Thursday, July 17, 2014

Sing My Tongue

My brain is a jukebox.  

Unbeknownst to people who encounter me on the street or in conversation, there is often a soundtrack playing very low in the background inside my head.  It's like I have "theme music" playing.  As I've noted before on this blog, this abundance of music in my mind was a gift from God when my father died.   And it is the gift that keeps on giving to this day forward.

One of the tunes that has been ever-present lately caught  me by surprise.  It's a hymn that we often sing on Maundy Thursday in the Episcopal Church, the night when we commemorate the Last Supper and strip the altar of all its finery. 

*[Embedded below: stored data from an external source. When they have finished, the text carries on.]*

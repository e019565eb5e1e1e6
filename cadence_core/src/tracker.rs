//! Processing cycle of the sensing pipeline.
//!
//! Buffer → activity gate → band-pass → estimators → fusion → calibration
//! correction → median smoothing → publish. A cycle runs once the buffer first
//! holds `initial_samples`, then after every `update_every` new samples.

use std::sync::Arc;

use crate::activity::ActivityDetector;
use crate::buffer::{Sample, SampleBuffer};
use crate::config::SensingCfg;
use crate::estimators::{CadenceEstimate, estimate_all};
use crate::filter::BandPassFilter;
use crate::fusion::{CadenceSmoother, fuse};
use crate::signal::{CadenceSignal, SignalHub};

/// What one processing cycle saw and decided.
#[derive(Debug, Clone, PartialEq)]
pub struct CycleReport {
    pub buffered: usize,
    pub active: bool,
    pub estimates: Vec<CadenceEstimate>,
    pub fused_bpm: Option<f64>,
    /// Fused value after calibration correction.
    pub calibrated_bpm: Option<f64>,
    pub median_bpm: Option<f64>,
    /// Set when this cycle changed the published cadence.
    pub published: Option<CadenceSignal>,
}

pub struct CadenceTracker {
    cfg: SensingCfg,
    buffer: SampleBuffer,
    detector: ActivityDetector,
    filter: BandPassFilter,
    smoother: CadenceSmoother,
    hub: Arc<SignalHub>,
    running: bool,
    primed: bool,
    since_cycle: usize,
}

impl CadenceTracker {
    pub fn new(cfg: SensingCfg, hub: Arc<SignalHub>) -> Self {
        let profile = cfg.profile();
        Self {
            buffer: SampleBuffer::new(cfg.buffer_capacity),
            detector: ActivityDetector::new(cfg.activity_window, profile.activity_threshold),
            filter: BandPassFilter::new(cfg.sample_rate_hz, &profile),
            smoother: CadenceSmoother::new(cfg.smoothing_window, cfg.hysteresis_bpm),
            hub,
            cfg,
            running: false,
            primed: false,
            since_cycle: 0,
        }
    }

    pub fn config(&self) -> &SensingCfg {
        &self.cfg
    }

    pub fn hub(&self) -> &Arc<SignalHub> {
        &self.hub
    }

    pub fn is_running(&self) -> bool {
        self.running
    }

    pub fn buffered(&self) -> usize {
        self.buffer.len()
    }

    /// Begin accepting samples. No-op when already running.
    pub fn start(&mut self) {
        if self.running {
            return;
        }
        self.clear();
        self.running = true;
        tracing::info!(
            position = ?self.cfg.position,
            sample_rate_hz = self.cfg.sample_rate_hz,
            "cadence tracking started"
        );
    }

    /// Stop, drop buffered samples and publish "not walking". Idempotent.
    pub fn stop(&mut self) {
        if !self.running {
            return;
        }
        self.running = false;
        self.clear();
        self.hub.publish_cadence(0.0, false);
        tracing::info!("cadence tracking stopped");
    }

    fn clear(&mut self) {
        self.buffer.clear();
        self.smoother.reset();
        self.primed = false;
        self.since_cycle = 0;
    }

    /// Drop the smoothing history but keep the published value.
    ///
    /// Used when a calibration capture starts so stale values do not leak into it.
    pub fn clear_history(&mut self) {
        self.smoother.clear_history();
    }

    /// Push one sample; returns a report when it completed a processing cycle.
    pub fn ingest(&mut self, sample: Sample) -> Option<CycleReport> {
        if !self.running {
            return None;
        }
        self.buffer.push(sample);
        self.since_cycle += 1;

        let due = if self.primed {
            self.since_cycle >= self.cfg.update_every.max(1)
        } else {
            self.buffer.len() >= self.cfg.initial_samples.min(self.buffer.capacity())
        };
        if !due {
            return None;
        }
        self.primed = true;
        self.since_cycle = 0;
        Some(self.run_cycle())
    }

    fn run_cycle(&mut self) -> CycleReport {
        let magnitudes = self.buffer.magnitudes();
        let mut report = CycleReport {
            buffered: magnitudes.len(),
            active: self.detector.is_active(&magnitudes),
            estimates: Vec::new(),
            fused_bpm: None,
            calibrated_bpm: None,
            median_bpm: None,
            published: None,
        };

        if !report.active {
            let was_walking = self.hub.cadence().is_walking || self.smoother.published() != 0.0;
            self.smoother.reset();
            if was_walking {
                report.published = Some(self.hub.publish_cadence(0.0, false));
                tracing::debug!("activity ended");
            }
            return report;
        }

        let profile = self.cfg.profile();
        let filtered = self.filter.filter(&magnitudes);
        report.estimates = estimate_all(
            &filtered,
            self.cfg.sample_rate_hz,
            profile.peak_threshold,
            (self.cfg.min_bpm, self.cfg.max_bpm),
        );
        let Some(fused) = fuse(&report.estimates) else {
            tracing::trace!(buffered = report.buffered, "no valid estimate this cycle");
            return report;
        };
        report.fused_bpm = Some(fused);

        let calibrated = self.hub.coefficients().apply(fused);
        report.calibrated_bpm = Some(calibrated);

        let smoothed = self.smoother.push(calibrated);
        report.median_bpm = Some(smoothed.median);
        if let Some(bpm) = smoothed.publish {
            report.published = Some(self.hub.publish_cadence(bpm, true));
            tracing::debug!(bpm, fused, calibrated, "cadence published");
        }
        report
    }
}

#[cfg(test)]
mod tests {
    use super::*;

    fn walking(n: usize, hz: f64) -> Vec<Sample> {
        (0..n)
            .map(|i| {
                let t = i as f64 / 50.0;
                let z = 9.81 + 1.5 * (2.0 * std::f64::consts::PI * hz * t).sin();
                Sample::new((t * 1000.0) as u64, 0.1, 0.2, z)
            })
            .collect()
    }

    fn still(n: usize) -> Vec<Sample> {
        (0..n)
            .map(|i| Sample::new(i as u64 * 20, 0.0, 0.0, 9.81))
            .collect()
    }

    #[test]
    fn ignores_samples_until_started() {
        let mut t = CadenceTracker::new(SensingCfg::default(), Arc::new(SignalHub::default()));
        for s in walking(300, 1.67) {
            assert!(t.ingest(s).is_none());
        }
        assert_eq!(t.buffered(), 0);
    }

    #[test]
    fn cycles_at_200_then_every_100() {
        let mut t = CadenceTracker::new(SensingCfg::default(), Arc::new(SignalHub::default()));
        t.start();
        let cycles: Vec<usize> = walking(500, 1.67)
            .into_iter()
            .enumerate()
            .filter_map(|(i, s)| t.ingest(s).map(|_| i + 1))
            .collect();
        assert_eq!(cycles, vec![200, 300, 400, 500]);
    }

    #[test]
    fn walking_publishes_cadence() {
        let hub = Arc::new(SignalHub::default());
        let mut t = CadenceTracker::new(SensingCfg::default(), hub.clone());
        t.start();
        for s in walking(500, 1.67) {
            t.ingest(s);
        }
        let sig = hub.cadence();
        assert!(sig.is_walking);
        assert!((sig.bpm - 100.0).abs() < 5.0, "got {}", sig.bpm);
    }

    #[test]
    fn standing_still_publishes_zero() {
        let hub = Arc::new(SignalHub::default());
        let mut t = CadenceTracker::new(SensingCfg::default(), hub.clone());
        t.start();
        for s in walking(300, 1.67) {
            t.ingest(s);
        }
        assert!(hub.cadence().is_walking);
        let mut last = None;
        for s in still(100) {
            if let Some(r) = t.ingest(s) {
                last = Some(r);
            }
        }
        let report = last.expect("cycle");
        assert!(!report.active);
        assert_eq!(hub.cadence().bpm, 0.0);
        assert!(!hub.cadence().is_walking);
    }

    #[test]
    fn stop_is_idempotent() {
        let hub = Arc::new(SignalHub::default());
        let mut t = CadenceTracker::new(SensingCfg::default(), hub.clone());
        t.start();
        for s in walking(250, 1.67) {
            t.ingest(s);
        }
        t.stop();
        let after_first = hub.cadence();
        t.stop();
        assert_eq!(hub.cadence(), after_first);
        assert_eq!(t.buffered(), 0);
        assert!(!t.is_running());
    }
}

"Sing my tongue of glorious battle" is a plainsong chant.  The organ usually accompanies us until the end when, many times, the congregation and the choir sing it acappella as we stare at the nakedness of our altar.  It can be chilling and powerful.

It's curious that a tune associated with Holy Week should be so forward in my mind in the middle of what we call "Ordinary Time."  But events in this Ordinary Time have been reminding me that our Easter for this world, sometimes, feels like a distant destination and that we are perpetually caught in a loop of repeating Good Friday.  I've been keeping close watch on the situation involving the 19 year-old unceremoniously turfed out of his family home for being gay.  People in the boy's hometown have attempted to reach out to the parents and grandmother and get them to see the errors of their way.  Instead, they ignore the help, sometimes out right reject it, and continue to breathe threats against their son, all with a Bible in their hands.  

"He endures the nails, the spitting, vinegar, and spear, and reed; from that holy body broken blood and water forth proceed; earth and stars and sky and ocean, by this flood from stain are freed."

I've been saddened by this situation, and the thought that parents could be so cruel as to completely cut off a child and deny him an opportunity to see his siblings or even the family dog.  Somehow, in their worldview, treating their son and grandson this way will lead him to "change."  Still, in 2014, there is a belief out there that people "choose" their sexual orientations.  Unreal.

The good news for this young man is that, where his parents and his grandmother have failed him, others have stepped in to help.  A call to find a temporary home for him in Tallahassee has landed him a bedroom and his own bathroom at the home of a PFLAG family.  Where he's staying is being kept under wraps since the boy's father is threatening to take away the truck.  And in Tallahassee, if you don't have your own means of transportation, you are going to be at the mercy of a half-assed bus service that doesn't even take you to all parts of town.  Some folks have given job leads.  And those who know and love him from his home town are still offering him help with a little bit of cash here and there.  Good Samaritans can still be found when the ones who claim the mantle of Christ do little to exhibit the model of their Savior.  With any luck, this young man will land a job, and be able to get on his feet, get established in Tallahassee, and move forward with his life.  And there will be Easter out of this Good Friday. Perhaps we will arrive at the moment when Christ is allowed to be resurrected instead of constantly crucifying Him with a Bible in hand.

I've told those who are attempting to reach the family and talk sense into them to leave it alone for now. They've done all they can, and the best thing any one of us can do is to pray that they come to their senses. 

I look forward to hearing Easter hymns in my head.